Input for this task ->
Start of Block

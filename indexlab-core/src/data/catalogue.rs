//! Index catalogue: which indices exist, where to fetch them, how to order them.
//!
//! Each entry maps a display name to a primary-source symbol, optional
//! primary-source fallback symbols, and an optional secondary-source symbol.
//! Mainland China indices have no usable primary symbol and go straight to the
//! secondary source.

use serde::{Deserialize, Serialize};

/// Market region, used to group snapshot columns.
#[derive(Debug, Clone, Copy, PartialEq, Eq, Hash, Serialize, Deserialize)]
pub enum Region {
    China,
    Japan,
    Canada,
    Malaysia,
    Europe,
    AsiaPacific,
    UnitedStates,
    UnitedKingdom,
    HongKong,
}

impl Region {
    /// Snapshot group: China first, then the rest of the world, then US/UK/HK.
    pub fn order_group(self) -> u8 {
        match self {
            Region::China => 0,
            Region::Japan
            | Region::Canada
            | Region::Malaysia
            | Region::Europe
            | Region::AsiaPacific => 1,
            Region::UnitedStates | Region::UnitedKingdom | Region::HongKong => 2,
        }
    }
}

/// One logical index and its source symbols.
#[derive(Debug, Clone, PartialEq, Serialize, Deserialize)]
#[serde(deny_unknown_fields)]
pub struct IndexSpec {
    /// Canonical display name, e.g. `S&P 500 (US)`.
    pub name: String,
    pub region: Region,
    /// Symbol on the primary source.
    #[serde(default)]
    pub primary: Option<String>,
    /// Alternate primary-source symbols, tried in order.
    #[serde(default)]
    pub fallbacks: Vec<String>,
    /// Symbol on the secondary source.
    #[serde(default)]
    pub secondary: Option<String>,
}

impl IndexSpec {
    pub fn new(name: &str, region: Region) -> Self {
        Self {
            name: name.to_string(),
            region,
            primary: None,
            fallbacks: Vec::new(),
            secondary: None,
        }
    }

    pub fn primary(mut self, symbol: &str) -> Self {
        self.primary = Some(symbol.to_string());
        self
    }

    pub fn fallback(mut self, symbol: &str) -> Self {
        self.fallbacks.push(symbol.to_string());
        self
    }

    pub fn secondary(mut self, symbol: &str) -> Self {
        self.secondary = Some(symbol.to_string());
        self
    }
}

/// Preferred snapshot column order.
pub const CANONICAL_COLUMN_ORDER: &[&str] = &[
    "Shanghai Composite (CN)",
    "Shenzhen Component (CN)",
    "CSI 300 (CN)",
    "Nikkei 225 (JP)",
    "S&P/TSX Composite (CA)",
    "FTSE Bursa Malaysia KLCI (MY)",
    "CAC 40 (FR)",
    "DAX (German)",
    "Straits Times Index (SG)",
    "S&P/ASX 200 (AU)",
    "S&P 500 (US)",
    "NASDAQ Composite (US)",
    "FTSE 100 (UK)",
    "Hang Seng (HK)",
];

/// Older snapshots used bare names; map them to the current convention.
pub const LEGACY_COLUMN_NAMES: &[(&str, &str)] = &[
    ("S&P 500", "S&P 500 (US)"),
    ("NASDAQ Composite", "NASDAQ Composite (US)"),
    ("FTSE 100", "FTSE 100 (UK)"),
    ("Hang Seng", "Hang Seng (HK)"),
    ("Nikkei 225", "Nikkei 225 (JP)"),
    ("S&P/TSX Composite", "S&P/TSX Composite (CA)"),
    ("FTSE Bursa Malaysia KLCI", "FTSE Bursa Malaysia KLCI (MY)"),
    ("CAC 40", "CAC 40 (FR)"),
    ("DAX", "DAX (German)"),
    ("Straits Times Index", "Straits Times Index (SG)"),
    ("S&P/ASX 200", "S&P/ASX 200 (AU)"),
    ("Shanghai Composite", "Shanghai Composite (CN)"),
    ("Shenzhen Component", "Shenzhen Component (CN)"),
    ("CSI 300", "CSI 300 (CN)"),
];

/// Current name for a legacy bare column name, if it is one.
pub fn upgrade_legacy_name(name: &str) -> Option<&'static str> {
    LEGACY_COLUMN_NAMES
        .iter()
        .find(|(old, _)| *old == name)
        .map(|(_, new)| *new)
}

/// Column order for a snapshot: canonical names first, then any other
/// catalogue entries grouped by region (stable within a group).
///
/// Columns known to neither list are appended by `MarketTable::reorder`.
pub fn column_order(catalogue: &[IndexSpec]) -> Vec<String> {
    let mut order: Vec<String> = CANONICAL_COLUMN_ORDER.iter().map(|s| s.to_string()).collect();
    let mut extra: Vec<&IndexSpec> = catalogue
        .iter()
        .filter(|s| !CANONICAL_COLUMN_ORDER.contains(&s.name.as_str()))
        .collect();
    extra.sort_by_key(|s| s.region.order_group());
    for spec in extra {
        if !order.contains(&spec.name) {
            order.push(spec.name.clone());
        }
    }
    order
}

/// The built-in catalogue of global equity indices.
pub fn default_catalogue() -> Vec<IndexSpec> {
    vec![
        IndexSpec::new("S&P 500 (US)", Region::UnitedStates)
            .primary("^GSPC")
            .secondary(".INX"),
        IndexSpec::new("NASDAQ Composite (US)", Region::UnitedStates)
            .primary("^IXIC")
            .secondary(".IXIC"),
        IndexSpec::new("FTSE 100 (UK)", Region::UnitedKingdom).primary("^FTSE"),
        IndexSpec::new("Hang Seng (HK)", Region::HongKong).primary("^HSI"),
        IndexSpec::new("Nikkei 225 (JP)", Region::Japan).primary("^N225"),
        IndexSpec::new("S&P/TSX Composite (CA)", Region::Canada).primary("^GSPTSE"),
        IndexSpec::new("FTSE Bursa Malaysia KLCI (MY)", Region::Malaysia)
            .primary("^KLSE")
            .fallback("^FBMKLCI"),
        IndexSpec::new("CAC 40 (FR)", Region::Europe).primary("^FCHI"),
        IndexSpec::new("DAX (German)", Region::Europe).primary("^GDAXI"),
        IndexSpec::new("Straits Times Index (SG)", Region::AsiaPacific).primary("^STI"),
        IndexSpec::new("S&P/ASX 200 (AU)", Region::AsiaPacific).primary("^AXJO"),
        IndexSpec::new("Shanghai Composite (CN)", Region::China).secondary("sh000001"),
        IndexSpec::new("Shenzhen Component (CN)", Region::China).secondary("sz399001"),
        IndexSpec::new("CSI 300 (CN)", Region::China).secondary("sh000300"),
    ]
}
//! Data provider trait and structured error types.
//!
//! The DataProvider trait abstracts over upstream sources (Yahoo Finance, Sina,
//! synthetic) so the reconciler can walk a fallback chain and tests can mock
//! every source without network access.

use crate::domain::IndexSeries;
use chrono::NaiveDate;
use serde::{Deserialize, Serialize};
use thiserror::Error;

/// Structured error types for a single provider call.
///
/// These are designed to be displayable in CLI output and in the report manifest.
#[derive(Debug, Clone, Error, PartialEq)]
pub enum DataError {
    #[error("network unreachable: {0}")]
    NetworkUnreachable(String),

    #[error("rate limited by provider (retry after {retry_after_secs}s)")]
    RateLimited { retry_after_secs: u64 },

    #[error("response format changed: {0}")]
    ResponseFormatChanged(String),

    #[error("symbol not found: {symbol}")]
    SymbolNotFound { symbol: String },

    #[error("no observations for {symbol} between {start} and {end}")]
    EmptySeries {
        symbol: String,
        start: NaiveDate,
        end: NaiveDate,
    },

    #[error("hard stop: data provider has blocked requests (circuit breaker tripped)")]
    CircuitBreakerTripped,

    #[error("data error: {0}")]
    Other(String),
}

/// A failed adapter attempt, carried as a value instead of being caught and printed.
#[derive(Debug, Clone, PartialEq, Error)]
#[error("{provider} could not serve '{symbol}': {cause}")]
pub struct SourceUnavailable {
    pub provider: String,
    pub symbol: String,
    pub cause: DataError,
}

/// Where a series came from.
#[derive(Debug, Clone, Copy, PartialEq, Eq, Serialize, Deserialize)]
pub enum DataSource {
    YahooFinance,
    Sina,
    Synthetic,
}

/// Trait for data providers (Yahoo Finance, Sina, synthetic).
///
/// Implementations return a closing-price series clipped to `[start, end]`
/// inclusive, or a `DataError`. They must not panic on transient failures.
pub trait DataProvider: Send + Sync {
    /// Human-readable name of this provider.
    fn name(&self) -> &str;

    /// Which source this provider represents.
    fn source(&self) -> DataSource;

    /// Fetch daily closing prices for a symbol over a date range.
    ///
    /// `display_name` becomes the series name; the symbol is the provider's own.
    fn fetch(
        &self,
        symbol: &str,
        display_name: &str,
        start: NaiveDate,
        end: NaiveDate,
    ) -> Result<IndexSeries, DataError>;

    /// Check if the provider is currently available (not rate-limited, not blocked).
    fn is_available(&self) -> bool {
        true
    }
}

/// Clip a freshly parsed series to the requested range, failing if nothing is left.
pub(crate) fn clip_or_empty(
    series: IndexSeries,
    symbol: &str,
    start: NaiveDate,
    end: NaiveDate,
) -> Result<IndexSeries, DataError> {
    let clipped = series.clip(start, end);
    if clipped.is_empty() {
        return Err(DataError::EmptySeries {
            symbol: symbol.to_string(),
            start,
            end,
        });
    }
    Ok(clipped)
}

#[cfg(test)]
mod tests {
    use super::*;

    fn d(day: u32) -> NaiveDate {
        NaiveDate::from_ymd_opt(2024, 1, day).unwrap()
    }

    #[test]
    fn source_tags_are_upstream_sources_only() {
        for (source, tag) in [
            (DataSource::YahooFinance, "\"YahooFinance\""),
            (DataSource::Sina, "\"Sina\""),
            (DataSource::Synthetic, "\"Synthetic\""),
        ] {
            assert_eq!(serde_json::to_string(&source).unwrap(), tag);
        }
        // Snapshot-loaded columns carry no provider provenance.
        assert!(serde_json::from_str::<DataSource>("\"Snapshot\"").is_err());
    }

    #[test]
    fn clipping_to_nothing_is_an_empty_series_error() {
        let s = IndexSeries::from_pairs("X", &[(d(2), 1.0), (d(3), 2.0)]);
        let err = clip_or_empty(s.clone(), "^X", d(10), d(20)).unwrap_err();
        assert!(matches!(err, DataError::EmptySeries { .. }));
        assert_eq!(clip_or_empty(s, "^X", d(3), d(20)).unwrap().len(), 1);
    }
}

End of Block

Work to complete -> Counting only lines that hold "first", state how many appear in the records, and give nothing but the number.

Written answer -> 2